§ **REQUIRED ACTION**
Every record that follows should appear again in your answer, exactly the same.

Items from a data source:
○ ○ ○ ○ ○
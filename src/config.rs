// Application configuration loaded from environment variables
// All token/captcha policy knobs live here so handlers and services never
// touch the process environment directly.

use std::env;
use thiserror::Error;

/// Default access-token lifetime: 2 hours
const DEFAULT_ACCESS_TTL_SECS: i64 = 7200;

/// Default refresh-token lifetime: 7 days
const DEFAULT_REFRESH_TTL_SECS: i64 = 604_800;

/// Default captcha challenge length
const DEFAULT_CAPTCHA_LENGTH: usize = 4;

/// Default captcha charset; ambiguous glyphs (0/O, 1/I/l) are left out
const DEFAULT_CAPTCHA_CHARSET: &str = "ABCDEFGHJKLMNPQRSTUVWXYZ23456789";

/// Lifetime of an unconsumed captcha challenge
pub const CAPTCHA_TTL_SECS: i64 = 300;

/// Configuration errors detected at startup
#[derive(Debug, Error)]
pub enum ConfigError {
    #[error("missing required environment variable: {0}")]
    MissingVar(&'static str),

    #[error("invalid value for {var}: {reason}")]
    InvalidVar { var: &'static str, reason: String },

    #[error("ACCESS_TOKEN_SECRET and REFRESH_TOKEN_SECRET must differ")]
    IdenticalSecrets,
}

/// Token signing and captcha policy configuration
#[derive(Debug, Clone)]
pub struct AuthConfig {
    /// Secret for access-token signatures
    pub access_secret: String,
    /// Secret for refresh-token signatures; must differ from `access_secret`
    /// so a leaked access secret cannot forge refresh tokens
    pub refresh_secret: String,
    /// Access-token lifetime in seconds
    pub access_ttl_secs: i64,
    /// Refresh-token lifetime in seconds
    pub refresh_ttl_secs: i64,
    /// Number of characters in a captcha challenge
    pub captcha_length: usize,
    /// Characters a captcha challenge is drawn from
    pub captcha_charset: String,
}

/// Top-level application configuration
#[derive(Debug, Clone)]
pub struct Config {
    pub host: String,
    pub port: String,
    pub database_url: String,
    pub auth: AuthConfig,
}

impl Config {
    /// Load and validate configuration from the environment
    pub fn from_env() -> Result<Self, ConfigError> {
        let access_secret = require("ACCESS_TOKEN_SECRET")?;
        let refresh_secret = require("REFRESH_TOKEN_SECRET")?;
        if access_secret == refresh_secret {
            return Err(ConfigError::IdenticalSecrets);
        }

        let auth = AuthConfig {
            access_secret,
            refresh_secret,
            access_ttl_secs: parse_or("ACCESS_TOKEN_TTL_SECS", DEFAULT_ACCESS_TTL_SECS)?,
            refresh_ttl_secs: parse_or("REFRESH_TOKEN_TTL_SECS", DEFAULT_REFRESH_TTL_SECS)?,
            captcha_length: parse_or("CAPTCHA_LENGTH", DEFAULT_CAPTCHA_LENGTH)?,
            captcha_charset: env::var("CAPTCHA_CHARSET")
                .unwrap_or_else(|_| DEFAULT_CAPTCHA_CHARSET.to_string()),
        };

        if auth.captcha_length == 0 {
            return Err(ConfigError::InvalidVar {
                var: "CAPTCHA_LENGTH",
                reason: "must be at least 1".to_string(),
            });
        }
        if auth.captcha_charset.is_empty() {
            return Err(ConfigError::InvalidVar {
                var: "CAPTCHA_CHARSET",
                reason: "must not be empty".to_string(),
            });
        }

        Ok(Self {
            host: env::var("HOST").unwrap_or_else(|_| "0.0.0.0".to_string()),
            port: env::var("PORT").unwrap_or_else(|_| "8080".to_string()),
            database_url: require("DATABASE_URL")?,
            auth,
        })
    }
}

impl AuthConfig {
    /// Construct a config with the given secrets and default policy values.
    /// Used by tests and embedded setups that do not read the environment.
    pub fn with_secrets(access_secret: impl Into<String>, refresh_secret: impl Into<String>) -> Self {
        Self {
            access_secret: access_secret.into(),
            refresh_secret: refresh_secret.into(),
            access_ttl_secs: DEFAULT_ACCESS_TTL_SECS,
            refresh_ttl_secs: DEFAULT_REFRESH_TTL_SECS,
            captcha_length: DEFAULT_CAPTCHA_LENGTH,
            captcha_charset: DEFAULT_CAPTCHA_CHARSET.to_string(),
        }
    }
}

fn require(var: &'static str) -> Result<String, ConfigError> {
    env::var(var).map_err(|_| ConfigError::MissingVar(var))
}

fn parse_or<T: std::str::FromStr>(var: &'static str, default: T) -> Result<T, ConfigError>
where
    T::Err: std::fmt::Display,
{
    match env::var(var) {
        Ok(raw) => raw.parse().map_err(|e: T::Err| ConfigError::InvalidVar {
            var,
            reason: e.to_string(),
        }),
        Err(_) => Ok(default),
    }
}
○ ○ ○ ○ ○
§ **RESULT OF THE EXERCISE**
filename src/config.rs
// Application configuration loaded from environment variables
// All token/captcha policy knobs live here so handlers and services never
// touch the process environment directly.

use std::env;
use thiserror::Error;

/// Default access-token lifetime: 2 hours
const DEFAULT_ACCESS_TTL_SECS: i64 = 7200;

/// Default refresh-token lifetime: 7 days
const DEFAULT_REFRESH_TTL_SECS: i64 = 604_800;

/// Default captcha challenge length
const DEFAULT_CAPTCHA_LENGTH: usize = 4;

/// Default captcha charset; ambiguous glyphs (0/O, 1/I/l) are left out
const DEFAULT_CAPTCHA_CHARSET: &str = "ABCDEFGHJKLMNPQRSTUVWXYZ23456789";

/// Lifetime of an unconsumed captcha challenge
pub const CAPTCHA_TTL_SECS: i64 = 300;

/// Configuration errors detected at startup
#[derive(Debug, Error)]
pub enum ConfigError {
    #[error("missing required environment variable: {0}")]
    MissingVar(&'static str),

    #[error("invalid value for {var}: {reason}")]
    InvalidVar { var: &'static str, reason: String },

    #[error("ACCESS_TOKEN_SECRET and REFRESH_TOKEN_SECRET must differ")]
    IdenticalSecrets,
}

/// Token signing and captcha policy configuration
#[derive(Debug, Clone)]
pub struct AuthConfig {
    /// Secret for access-token signatures
    pub access_secret: String,
    /// Secret for refresh-token signatures; must differ from `access_secret`
    /// so a leaked access secret cannot forge refresh tokens
    pub refresh_secret: String,
    /// Access-token lifetime in seconds
    pub access_ttl_secs: i64,
    /// Refresh-token lifetime in seconds
    pub refresh_ttl_secs: i64,
    /// Number of characters in a captcha challenge
    pub captcha_length: usize,
    /// Characters a captcha challenge is drawn from
    pub captcha_charset: String,
}

/// Top-level application configuration
#[derive(Debug, Clone)]
pub struct Config {
    pub host: String,
    pub port: String,
    pub database_url: String,
    pub auth: AuthConfig,
}

impl Config {
    /// Load and validate configuration from the environment
    pub fn from_env() -> Result<Self, ConfigError> {
        let access_secret = require("ACCESS_TOKEN_SECRET")?;
        let refresh_secret = require("REFRESH_TOKEN_SECRET")?;
        if access_secret == refresh_secret {
            return Err(ConfigError::IdenticalSecrets);
        }

        let auth = AuthConfig {
            access_secret,
            refresh_secret,
            access_ttl_secs: parse_or("ACCESS_TOKEN_TTL_SECS", DEFAULT_ACCESS_TTL_SECS)?,
            refresh_ttl_secs: parse_or("REFRESH_TOKEN_TTL_SECS", DEFAULT_REFRESH_TTL_SECS)?,
            captcha_length: parse_or("CAPTCHA_LENGTH", DEFAULT_CAPTCHA_LENGTH)?,
            captcha_charset: env::var("CAPTCHA_CHARSET")
                .unwrap_or_else(|_| DEFAULT_CAPTCHA_CHARSET.to_string()),
        };

        if auth.captcha_length == 0 {
            return Err(ConfigError::InvalidVar {
                var: "CAPTCHA_LENGTH",
                reason: "must be at least 1".to_string(),
            });
        }
        if auth.captcha_charset.is_empty() {
            return Err(ConfigError::InvalidVar {
                var: "CAPTCHA_CHARSET",
                reason: "must not be empty".to_string(),
            });
        }

        Ok(Self {
            host: env::var("HOST").unwrap_or_else(|_| "0.0.0.0".to_string()),
            port: env::var("PORT").unwrap_or_else(|_| "8080".to_string()),
            database_url: require("DATABASE_URL")?,
            auth,
        })
    }
}

impl AuthConfig {
    /// Construct a config with the given secrets and default policy values.
    /// Used by tests and embedded setups that do not read the environment.
    pub fn with_secrets(access_secret: impl Into<String>, refresh_secret: impl Into<String>) -> Self {
        Self {
            access_secret: access_secret.into(),
            refresh_secret: refresh_secret.into(),
            access_ttl_secs: DEFAULT_ACCESS_TTL_SECS,
            refresh_ttl_secs: DEFAULT_REFRESH_TTL_SECS,
            captcha_length: DEFAULT_CAPTCHA_LENGTH,
            captcha_charset: DEFAULT_CAPTCHA_CHARSET.to_string(),
        }
    }
}

fn require(var: &'static str) -> Result<String, ConfigError> {
    env::var(var).map_err(|_| ConfigError::MissingVar(var))
}

fn parse_or<T: std::str::FromStr>(var: &'static str, default: T) -> Result<T, ConfigError>
where
    T::Err: std::fmt::Display,
{
    match env::var(var) {
        Ok(raw) => raw.parse().map_err(|e: T::Err| ConfigError::InvalidVar {
            var,
            reason: e.to_string(),
        }),
        Err(_) => Ok(default),
    }
}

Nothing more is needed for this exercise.